TABANAN, Kilasbali.com – Komisi I DPRD Tabanan kembali melakukan peninjauan ke perangkat-perangkat daerah penyelenggara pelayanan publik pada Rabu (11/12).
Kali ini yang menjadi objeknya adalah Badan Rumah Sakit Umum (BRSUD) Tabanan dan Rumah Sakit (RS) Nyitdah di Kecamatan Kediri.
Khusus di RS Singasana, Komisi I DPRD Tabanan menampung sejumlah persoalan yang berkaitan dengan kelancaran pelayanan.
Terlebih, RS Singasana yang saat ini masih berstatus tipe C baru optimal beroperasi sekitar dua tahun terakhir ini.
Beberapa persoalan yang menjadi catatan komisi yang membidangi urusan pelayanan publik ini antara lain soal kekurangan dokter spesialis.
“Kekurangan dokter spesialis.
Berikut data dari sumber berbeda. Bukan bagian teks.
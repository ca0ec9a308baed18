//! Fixed and pattern values merged onto possibly-absent locations.

use serde_json::{Map, Value};
use tracing::trace;

use super::writer::write_at_key;
use crate::crawler::ElementsContext;
use crate::error::{FhirDefaultsError, Result};
use crate::types::{DefaultValue, ElementSpec};

/// Fixed values only seed absence; present data is never overwritten.
pub fn apply_fixed(existing: Option<&Value>, fixed: &Value) -> Value {
    match existing.filter(|v| !v.is_null()) {
        Some(existing) => existing.clone(),
        None => {
            trace!("Seeding fixed value {fixed}");
            fixed.clone()
        }
    }
}

/// Best-effort pattern merge.
///
/// Conflicts leave `existing` as it was; a conflict below one key of an
/// object pattern only skips that key.
pub fn apply_pattern(existing: Option<&Value>, pattern: &Value) -> Value {
    let Some(existing) = existing.filter(|v| !v.is_null()) else {
        return pattern.clone();
    };
    match merge_pattern(Some(existing), pattern) {
        Ok(merged) => merged,
        Err(conflict) => {
            trace!("Keeping existing value: {conflict}");
            existing.clone()
        }
    }
}

/// Structural pattern merge. Only ever fails with
/// [`FhirDefaultsError::PatternConflict`].
///
/// A sequence pattern already is the sequence, so it fills an absent or empty
/// slot as given rather than wrapped in another sequence.
pub fn merge_pattern(existing: Option<&Value>, pattern: &Value) -> Result<Value> {
    let existing = existing.filter(|v| !v.is_null());

    match pattern {
        Value::Array(_) => match existing {
            None => Ok(pattern.clone()),
            Some(Value::Array(items)) if items.is_empty() => Ok(pattern.clone()),
            Some(Value::Array(items)) => Err(FhirDefaultsError::pattern_conflict(format!(
                "cannot merge a sequence pattern into {} existing items without slicing",
                items.len()
            ))),
            Some(other) => Err(FhirDefaultsError::pattern_conflict(format!(
                "sequence pattern against {}",
                shape(other)
            ))),
        },

        Value::Object(pattern_map) => {
            let mut result = match existing {
                None => Map::new(),
                Some(Value::Object(map)) => map.clone(),
                Some(other) => {
                    return Err(FhirDefaultsError::pattern_conflict(format!(
                        "object pattern against {}",
                        shape(other)
                    )));
                }
            };
            for (key, pattern_value) in pattern_map {
                match merge_pattern(result.get(key), pattern_value) {
                    Ok(merged) => {
                        result.insert(key.clone(), merged);
                    }
                    Err(conflict) => trace!("Skipping pattern key '{key}': {conflict}"),
                }
            }
            Ok(Value::Object(result))
        }

        scalar => Ok(existing.cloned().unwrap_or_else(|| scalar.clone())),
    }
}

fn shape(value: &Value) -> &'static str {
    match value {
        Value::Null => "null",
        Value::Bool(_) => "boolean",
        Value::Number(_) => "number",
        Value::String(_) => "string",
        Value::Array(_) => "sequence",
        Value::Object(_) => "object",
    }
}

/// The element's fixed/pattern value, wrapped in a sequence when the element
/// repeats but the value was given for a single item.
fn element_default(element: &ElementSpec) -> Option<(DefaultValue<'_>, Value)> {
    let default = element.default_value()?;
    let value = match default {
        DefaultValue::Fixed(tagged) | DefaultValue::Pattern(tagged) => tagged.value.as_ref()?,
    };
    let value = match value {
        Value::Array(_) => value.clone(),
        single if element.is_array => Value::Array(vec![single.clone()]),
        single => single.clone(),
    };
    Some((default, value))
}

/// Write the element's fixed or pattern value at `key` beneath `target`.
/// Returns the number of locations written.
pub fn apply_fixed_or_pattern(
    target: &mut Value,
    parent_path: &str,
    key: &str,
    element: &ElementSpec,
    context: &ElementsContext<'_>,
) -> usize {
    let Some((default, value)) = element_default(element) else {
        return 0;
    };

    match default {
        DefaultValue::Fixed(_) => {
            write_at_key(target, parent_path, key, element, context, |existing| {
                existing.is_none().then(|| apply_fixed(existing, &value))
            })
        }
        DefaultValue::Pattern(_) => {
            write_at_key(target, parent_path, key, element, context, |existing| {
                Some(apply_pattern(existing, &value))
            })
        }
    }
}
mod common;

use common::*;
use octofhir_fhirschema_defaults::*;
use serde_json::json;

#[test]
fn test_vital_signs_category_added_when_missing() {
    let output = apply_default_values(&observation(), &vital_signs_schema()).unwrap();

    assert_eq!(output["status"], json!("final"));
    assert_eq!(output["category"], json!([category("vital-signs")]));
    assert_eq!(output["category"][0]["coding"][0]["code"], json!("vital-signs"));
}

#[test]
fn test_required_slice_built_from_nested_element_default() {
    let output = apply_default_values(&observation(), &category_code_schema()).unwrap();

    let categories = output["category"].as_array().unwrap();
    assert_eq!(categories.len(), 1);
    assert_eq!(categories[0]["coding"][0]["code"], json!("vital-signs"));
    assert_eq!(
        output,
        json!({
            "resourceType": "Observation",
            "category": [{"coding": [{"code": "vital-signs"}]}]
        })
    );

    let again = apply_default_values(&output, &category_code_schema()).unwrap();
    assert_eq!(again, output);
}

#[test]
fn test_existing_category_kept_and_slice_appended() {
    let record = json!({
        "resourceType": "Observation",
        "status": "preliminary",
        "category": [category("laboratory")]
    });
    let output = apply_default_values(&record, &vital_signs_schema()).unwrap();

    assert_eq!(output["status"], json!("preliminary"));
    assert_eq!(
        output["category"],
        json!([category("laboratory"), category("vital-signs")])
    );
}

#[test]
fn test_matching_category_not_duplicated() {
    let record = json!({
        "resourceType": "Observation",
        "category": [{"coding": [{"code": "vital-signs"}], "text": "Vitals"}]
    });
    let output = apply_default_values(&record, &vital_signs_schema()).unwrap();
    assert_eq!(output["category"], record["category"]);
}

#[test]
fn test_choice_element_defaults_use_present_variant() {
    let record = json!({"resourceType": "Observation", "valueQuantity": {"value": 72}});
    let output = apply_default_values(&record, &vital_signs_schema()).unwrap();
    assert_eq!(output["valueQuantity"], json!({"value": 72, "system": UCUM}));

    let record = json!({"resourceType": "Observation", "valueString": "normal"});
    let output = apply_default_values(&record, &vital_signs_schema()).unwrap();
    assert_eq!(output["valueString"], json!("normal"));
    assert!(output.get("valueQuantity").is_none());
}

#[test]
fn test_required_choice_scaffolded_under_concrete_key() {
    let schema = TypeSchema::new("Observation").with_element(
        "value[x]",
        ElementSpec::new("Quantity").with_cardinality(1, Some(1)),
    );
    let output = apply_default_values(&observation(), &schema).unwrap();
    assert_eq!(
        output,
        json!({"resourceType": "Observation", "valueQuantity": {}})
    );
}

#[test]
fn test_identifier_pattern_merge() {
    let schema = TypeSchema::new("Patient").with_element(
        "identifier",
        ElementSpec::new("Identifier")
            .with_pattern(TaggedValue::new("Identifier", json!({"system": "http://x"}))),
    );

    let output = apply_default_values(&json!({"resourceType": "Patient"}), &schema).unwrap();
    assert_eq!(output["identifier"], json!({"system": "http://x"}));

    let record = json!({
        "resourceType": "Patient",
        "identifier": {"system": "http://x", "value": "123"}
    });
    assert_eq!(apply_default_values(&record, &schema).unwrap(), record);
}

#[test]
fn test_array_pattern_conflict_keeps_existing() {
    let schema = TypeSchema::new("Observation").with_element(
        "code.coding",
        ElementSpec::new("Coding").array().with_pattern(TaggedValue::new(
            "Coding",
            json!([{"system": LOINC, "code": "85354-9"}]),
        )),
    );
    let record = json!({
        "resourceType": "Observation",
        "code": {"coding": [{"code": "a"}, {"code": "b"}]}
    });

    let output = apply_default_values(&record, &schema).unwrap();
    assert_eq!(output, record);
}

#[test]
fn test_blood_pressure_components() {
    let record = json!({
        "resourceType": "Observation",
        "status": "final",
        "component": [{
            "code": coding(LOINC, "8462-4"),
            "valueQuantity": {"value": 80}
        }]
    });

    let output = apply_default_values(&record, &blood_pressure_schema()).unwrap();

    assert_eq!(output["code"], coding(LOINC, "85354-9"));
    assert_eq!(
        output["component"],
        json!([
            {
                "code": coding(LOINC, "8462-4"),
                "valueQuantity": {"value": 80, "system": UCUM, "code": "mm[Hg]"}
            },
            {
                "code": coding(LOINC, "8480-6"),
                "valueQuantity": {"system": UCUM, "code": "mm[Hg]"}
            }
        ])
    );
}

#[test]
fn test_blood_pressure_from_empty_record() {
    let output = apply_default_values(&observation(), &blood_pressure_schema()).unwrap();
    let codes: Vec<_> = output["component"]
        .as_array()
        .unwrap()
        .iter()
        .map(|c| c["code"]["coding"][0]["code"].clone())
        .collect();
    assert_eq!(codes, vec![json!("8480-6"), json!("8462-4")]);
}

#[test]
fn test_output_is_stable_on_second_application() {
    let schema = blood_pressure_schema();
    let once = apply_default_values(&observation(), &schema).unwrap();
    let twice = apply_default_values(&once, &schema).unwrap();
    assert_eq!(once, twice);
}

#[test]
fn test_nested_backbone_defaults_broadcast() {
    let schema = TypeSchema::new("Patient")
        .with_element("contact", ElementSpec::new("BackboneElement").array())
        .with_element(
            "contact.relationship",
            ElementSpec::new("CodeableConcept")
                .array()
                .with_cardinality(1, None),
        )
        .with_element(
            "contact.relationship.text",
            ElementSpec::new("string").with_fixed(TaggedValue::new("string", json!("contact"))),
        );
    let record = json!({
        "resourceType": "Patient",
        "contact": [{"name": {"family": "A"}}, {"relationship": [{"text": "mother"}]}]
    });

    let output = apply_default_values(&record, &schema).unwrap();
    assert_eq!(
        output["contact"],
        json!([
            {"name": {"family": "A"}, "relationship": []},
            {"relationship": [{"text": "mother"}]}
        ])
    );

    let options = ApplyOptions::default().with_fill_required_sequences(true);
    let seeded = apply_default_values_with(&record, &schema, None, options).unwrap();
    assert_eq!(
        seeded["contact"],
        json!([
            {"name": {"family": "A"}, "relationship": [{"text": "contact"}]},
            {"relationship": [{"text": "mother"}]}
        ])
    );
}

#[test]
fn test_absent_optional_parent_left_absent() {
    let schema = TypeSchema::new("Patient")
        .with_element("contact", ElementSpec::new("BackboneElement").array())
        .with_element(
            "contact.gender",
            ElementSpec::new("code").with_fixed(TaggedValue::new("code", json!("unknown"))),
        );
    let record = json!({"resourceType": "Patient"});
    assert_eq!(apply_default_values(&record, &schema).unwrap(), record);
}
//! Nested-property access over tagged values.
//!
//! Paths are dotted element paths relative to the value (`coding.code`,
//! `value[x]`). Every result carries a [`ValuePath`] relative to the input so
//! callers holding the containing document can address the same location.

pub mod pointer;

pub use pointer::{PathSegment, ValuePath};

use serde_json::{Map, Value};
use tracing::trace;

use crate::types::{
    ElementMap, ElementSpec, FHIR_PRIMITIVE_TYPES, TaggedValue, UNDEFINED_TYPE, capitalize,
};

/// Path naming the value itself.
pub const THIS_PATH: &str = "$this";

const CHOICE_SUFFIX: &str = "[x]";

/// Element definitions addressable by a path relative to some value.
pub trait ElementLookup {
    fn element_at(&self, relative_path: &str) -> Option<&ElementSpec>;
}

impl ElementLookup for ElementMap {
    fn element_at(&self, relative_path: &str) -> Option<&ElementSpec> {
        self.get(relative_path)
    }
}

impl<T: ElementLookup + ?Sized> ElementLookup for &T {
    fn element_at(&self, relative_path: &str) -> Option<&ElementSpec> {
        (**self).element_at(relative_path)
    }
}

/// Element map viewed from beneath `base` (empty `base` is the map's root).
#[derive(Debug, Clone, Copy)]
pub struct ScopedElements<'a> {
    elements: &'a ElementMap,
    base: &'a str,
}

impl<'a> ScopedElements<'a> {
    pub fn new(elements: &'a ElementMap, base: &'a str) -> Self {
        Self { elements, base }
    }
}

impl ElementLookup for ScopedElements<'_> {
    fn element_at(&self, relative_path: &str) -> Option<&ElementSpec> {
        if self.base.is_empty() {
            self.elements.get(relative_path)
        } else {
            self.elements.get(&format!("{}.{relative_path}", self.base))
        }
    }
}

#[derive(Debug, Clone, Copy, Default, PartialEq, Eq)]
pub struct AccessOptions {
    /// Drop entries for values that are not present.
    pub exclude_absent: bool,
}

impl AccessOptions {
    pub fn exclude_absent() -> Self {
        Self {
            exclude_absent: true,
        }
    }
}

#[derive(Debug, Clone, PartialEq)]
pub struct Located {
    pub pointer: ValuePath,
    pub value: TaggedValue,
}

#[derive(Debug, Clone, PartialEq)]
pub enum NestedProperty {
    Absent { pointer: ValuePath },
    Single(Located),
    Sequence { pointer: ValuePath, items: Vec<Located> },
}

impl NestedProperty {
    pub fn pointer(&self) -> &ValuePath {
        match self {
            Self::Absent { pointer } | Self::Sequence { pointer, .. } => pointer,
            Self::Single(located) => &located.pointer,
        }
    }

    pub fn is_absent(&self) -> bool {
        matches!(self, Self::Absent { .. })
    }

    /// One tagged value per candidate: sequences are flattened and an empty
    /// sequence counts as a single absent value.
    pub fn into_candidates(self) -> Vec<TaggedValue> {
        match self {
            Self::Absent { .. } => vec![TaggedValue::undefined()],
            Self::Single(located) => vec![located.value],
            Self::Sequence { items, .. } if items.is_empty() => vec![TaggedValue::undefined()],
            Self::Sequence { items, .. } => items.into_iter().map(|item| item.value).collect(),
        }
    }
}

/// A resolved `name[x]` member.
#[derive(Debug, Clone, PartialEq, Eq)]
pub struct ChoiceKey {
    pub key: String,
    pub type_code: String,
}

pub fn choice_base(segment: &str) -> Option<&str> {
    segment.strip_suffix(CHOICE_SUFFIX)
}

/// Resolve `base[x]` to a concrete key.
///
/// A present member named after one of the declared type codes wins, then any
/// present `base<Type>` member, then the first declared type code.
pub fn resolve_choice_key(
    object: Option<&Map<String, Value>>,
    base: &str,
    element: Option<&ElementSpec>,
) -> Option<ChoiceKey> {
    let declared = element.map(|e| e.types.as_slice()).unwrap_or_default();

    if let Some(object) = object {
        for element_type in declared {
            let key = format!("{base}{}", capitalize(&element_type.code));
            if object.get(&key).is_some_and(|v| !v.is_null()) {
                return Some(ChoiceKey {
                    key,
                    type_code: element_type.code.clone(),
                });
            }
        }

        for (key, value) in object {
            let Some(suffix) = key.strip_prefix(base) else {
                continue;
            };
            if value.is_null() || !suffix.starts_with(|c: char| c.is_ascii_uppercase()) {
                continue;
            }
            return Some(ChoiceKey {
                key: key.clone(),
                type_code: type_code_from_suffix(suffix),
            });
        }
    }

    declared.first().map(|element_type| ChoiceKey {
        key: format!("{base}{}", capitalize(&element_type.code)),
        type_code: element_type.code.clone(),
    })
}

fn type_code_from_suffix(suffix: &str) -> String {
    let mut chars = suffix.chars();
    let lowered: String = match chars.next() {
        Some(first) => first.to_lowercase().chain(chars).collect(),
        None => return String::new(),
    };
    if FHIR_PRIMITIVE_TYPES.contains(&lowered.as_str()) {
        lowered
    } else {
        suffix.to_string()
    }
}

/// Best-effort type tag from the JSON shape alone.
pub fn infer_type_tag(value: &Value) -> String {
    match value {
        Value::Null => UNDEFINED_TYPE.to_string(),
        Value::Bool(_) => "boolean".to_string(),
        Value::Number(n) if n.is_i64() || n.is_u64() => "integer".to_string(),
        Value::Number(_) => "decimal".to_string(),
        Value::String(_) => "string".to_string(),
        Value::Array(items) => items
            .first()
            .map(infer_type_tag)
            .unwrap_or_else(|| UNDEFINED_TYPE.to_string()),
        Value::Object(map) => map
            .get("resourceType")
            .and_then(Value::as_str)
            .unwrap_or("Element")
            .to_string(),
    }
}

enum Frontier<'v> {
    Present(ValuePath, &'v Value),
    Missing(ValuePath),
}

/// Extract the values at `path` beneath `value`.
///
/// The result has one entry per value reached before the final segment:
/// absent intermediates propagate as [`NestedProperty::Absent`] and sequences
/// fan out. Segments that hit a primitive are unresolvable and contribute
/// nothing, so an empty result means the path does not apply to the value.
pub fn get_nested_property(
    value: &TaggedValue,
    path: &str,
    lookup: &(impl ElementLookup + ?Sized),
    options: AccessOptions,
) -> Vec<NestedProperty> {
    match &value.value {
        Some(root) => get_nested_value(root, &value.type_tag, path, lookup, options),
        None => get_nested_value(&Value::Null, &value.type_tag, path, lookup, options),
    }
}

/// [`get_nested_property`] over a borrowed value and its type tag.
pub fn get_nested_value(
    root: &Value,
    type_tag: &str,
    path: &str,
    lookup: &(impl ElementLookup + ?Sized),
    options: AccessOptions,
) -> Vec<NestedProperty> {
    if root.is_null() {
        return finish(
            vec![NestedProperty::Absent {
                pointer: ValuePath::root(),
            }],
            options,
        );
    }

    if path.is_empty() || path == THIS_PATH {
        let property = match root {
            Value::Array(items) => NestedProperty::Sequence {
                pointer: ValuePath::root(),
                items: locate_items(&ValuePath::root(), items, Some(type_tag)),
            },
            other => NestedProperty::Single(Located {
                pointer: ValuePath::root(),
                value: TaggedValue::new(type_tag, other.clone()),
            }),
        };
        return finish(vec![property], options);
    }

    let mut frontier = match root {
        Value::Array(items) => items
            .iter()
            .enumerate()
            .map(|(i, item)| Frontier::Present(ValuePath::root().index(i), item))
            .collect(),
        other => vec![Frontier::Present(ValuePath::root(), other)],
    };

    let segments: Vec<&str> = path.split('.').collect();
    for (i, segment) in segments.iter().enumerate() {
        let prefix = segments[..=i].join(".");
        let element = lookup.element_at(&prefix);

        if i + 1 == segments.len() {
            let properties = frontier
                .into_iter()
                .filter_map(|entry| step_terminal(entry, segment, element))
                .collect();
            return finish(properties, options);
        }

        frontier = frontier
            .into_iter()
            .flat_map(|entry| step_intermediate(entry, segment, element))
            .collect();
    }

    Vec::new()
}

fn finish(properties: Vec<NestedProperty>, options: AccessOptions) -> Vec<NestedProperty> {
    if options.exclude_absent {
        properties.into_iter().filter(|p| !p.is_absent()).collect()
    } else {
        properties
    }
}

/// Key and type tag a segment resolves to under `object`.
fn resolve_segment(
    object: Option<&Map<String, Value>>,
    segment: &str,
    element: Option<&ElementSpec>,
) -> Option<(String, Option<String>)> {
    match choice_base(segment) {
        Some(base) => {
            resolve_choice_key(object, base, element).map(|choice| (choice.key, Some(choice.type_code)))
        }
        None => Some((
            segment.to_string(),
            element.and_then(|e| e.first_type_code()).map(str::to_string),
        )),
    }
}

fn step_intermediate<'v>(
    entry: Frontier<'v>,
    segment: &str,
    element: Option<&ElementSpec>,
) -> Vec<Frontier<'v>> {
    match entry {
        Frontier::Missing(pointer) => {
            let key = resolve_segment(None, segment, element)
                .map(|(key, _)| key)
                .unwrap_or_else(|| segment.to_string());
            vec![Frontier::Missing(pointer.child(key))]
        }
        Frontier::Present(pointer, current) => {
            let Some(object) = current.as_object() else {
                trace!("Cannot descend into primitive at {pointer} for '{segment}'");
                return Vec::new();
            };
            let Some((key, _)) = resolve_segment(Some(object), segment, element) else {
                return Vec::new();
            };
            let child_pointer = pointer.child(key.as_str());
            match object.get(&key) {
                None | Some(Value::Null) => vec![Frontier::Missing(child_pointer)],
                Some(Value::Array(items)) if items.is_empty() => {
                    vec![Frontier::Missing(child_pointer)]
                }
                Some(Value::Array(items)) => items
                    .iter()
                    .enumerate()
                    .map(|(i, item)| Frontier::Present(child_pointer.index(i), item))
                    .collect(),
                Some(child) => vec![Frontier::Present(child_pointer, child)],
            }
        }
    }
}

fn step_terminal(
    entry: Frontier<'_>,
    segment: &str,
    element: Option<&ElementSpec>,
) -> Option<NestedProperty> {
    match entry {
        Frontier::Missing(pointer) => {
            let key = resolve_segment(None, segment, element)
                .map(|(key, _)| key)
                .unwrap_or_else(|| segment.to_string());
            Some(NestedProperty::Absent {
                pointer: pointer.child(key),
            })
        }
        Frontier::Present(pointer, current) => {
            let Some(object) = current.as_object() else {
                trace!("Cannot read '{segment}' from primitive at {pointer}");
                return None;
            };
            let (key, type_tag) = resolve_segment(Some(object), segment, element)?;
            let child_pointer = pointer.child(key.as_str());
            Some(match object.get(&key) {
                None | Some(Value::Null) => NestedProperty::Absent {
                    pointer: child_pointer,
                },
                Some(Value::Array(items)) => NestedProperty::Sequence {
                    items: locate_items(&child_pointer, items, type_tag.as_deref()),
                    pointer: child_pointer,
                },
                Some(child) => NestedProperty::Single(Located {
                    value: TaggedValue::new(
                        type_tag.unwrap_or_else(|| infer_type_tag(child)),
                        child.clone(),
                    ),
                    pointer: child_pointer,
                }),
            })
        }
    }
}

fn locate_items(pointer: &ValuePath, items: &[Value], type_tag: Option<&str>) -> Vec<Located> {
    items
        .iter()
        .enumerate()
        .map(|(i, item)| Located {
            pointer: pointer.index(i),
            value: TaggedValue::from_option(
                type_tag
                    .map(str::to_string)
                    .unwrap_or_else(|| infer_type_tag(item)),
                Some(item.clone()),
            ),
        })
        .collect()
}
Itu mempengaruhi pelaksanaan pelayanan di sini,” ungkap Ketua Komisi I DPRD Tabanan I Gusti Nyoman Omardani usai kunjungan.
Di samping itu, pihaknya juga mendapatkan pemaparan yang berkaitan dengan kelengkapan sarana prasarana penunjang. “Ini mungkin disebabkan (faktor) anggaran),” imbuhnya.
Urusan kelengkapan sarana prasarana penunjang ini, menurutnya, juga sama dialami BRSUD Tabanan. “(Mungkin) kemampuan BLUD itu untuk menyiapkan itu yang masih kurang,” jelasnya.
Terhadap persoalan sarana prasarana ini, Omardani menyebut pihaknya akan berkoordinasi dengan Tim Anggaran Pemerintah Daerah (TAPD) untuk masalah anggaran penyediaannya.
“Tadi juga kami sudah diberikan masukan secara langsung. Misalnya fasilitas jalan yang relatif sempit. Ini juga mempengaruhi (kelancaran pelayanan),” imbuhnya.
Demikian halnya dengan keberadaan gedung RS Singasana yang masih sepi dengan sumber daya manusia (SDM). “Gedung ada, tapi kalau SDM-nya tidak ada, itu juga mubazir,” tukasnya.
Karena itu, sambungnya, perlu diintegrasikan antara sarana prasarana yang sudah ada dengan kemampuan untuk menyediakan SDM.
Sementara itu, Direktur RS Singasana dr I Wayan Doddy Setiawan tidak memungkiri kebutuhan SDM masih menjadi perhatian pihaknya. Terutama keberadaan dokter spesialis.
“Kebutuhan dokter spesialis sudah hampir terpenuhi. Hanya saja mungkin jumlahnya belum mencukupi. Idealnya ada dua dokter (spesialis), namun baru terisi satu,” jelasnya.
Selain itu, beberapa dokter spesialis tertentu juga memang belum ada seperti rehabilitasi medik, patologi anatomi, dan beberapa spesialisasi tertentu.
“Kami masih koordinasi dengan BKSDM. Mungkin kalau ada rekrutmen CPNS agar (kebutuhan dokter spesialis itu) bisa dimasukkan ke sana,” ungkapnya.
Ia juga tidak memungkiri, untuk memenuhi ketersediaan dokter spesialis bisa dilakukan melalui mekanisme kontrak.
“Tapi kami belum buka. Karena kami juga harus menyiapkan sarana prasarananya juga. Kalau alkes (alat kesehatan) sudah ada, baru kami lakukan rekrutmen (kontrak),” pungkasnya. (c/kb).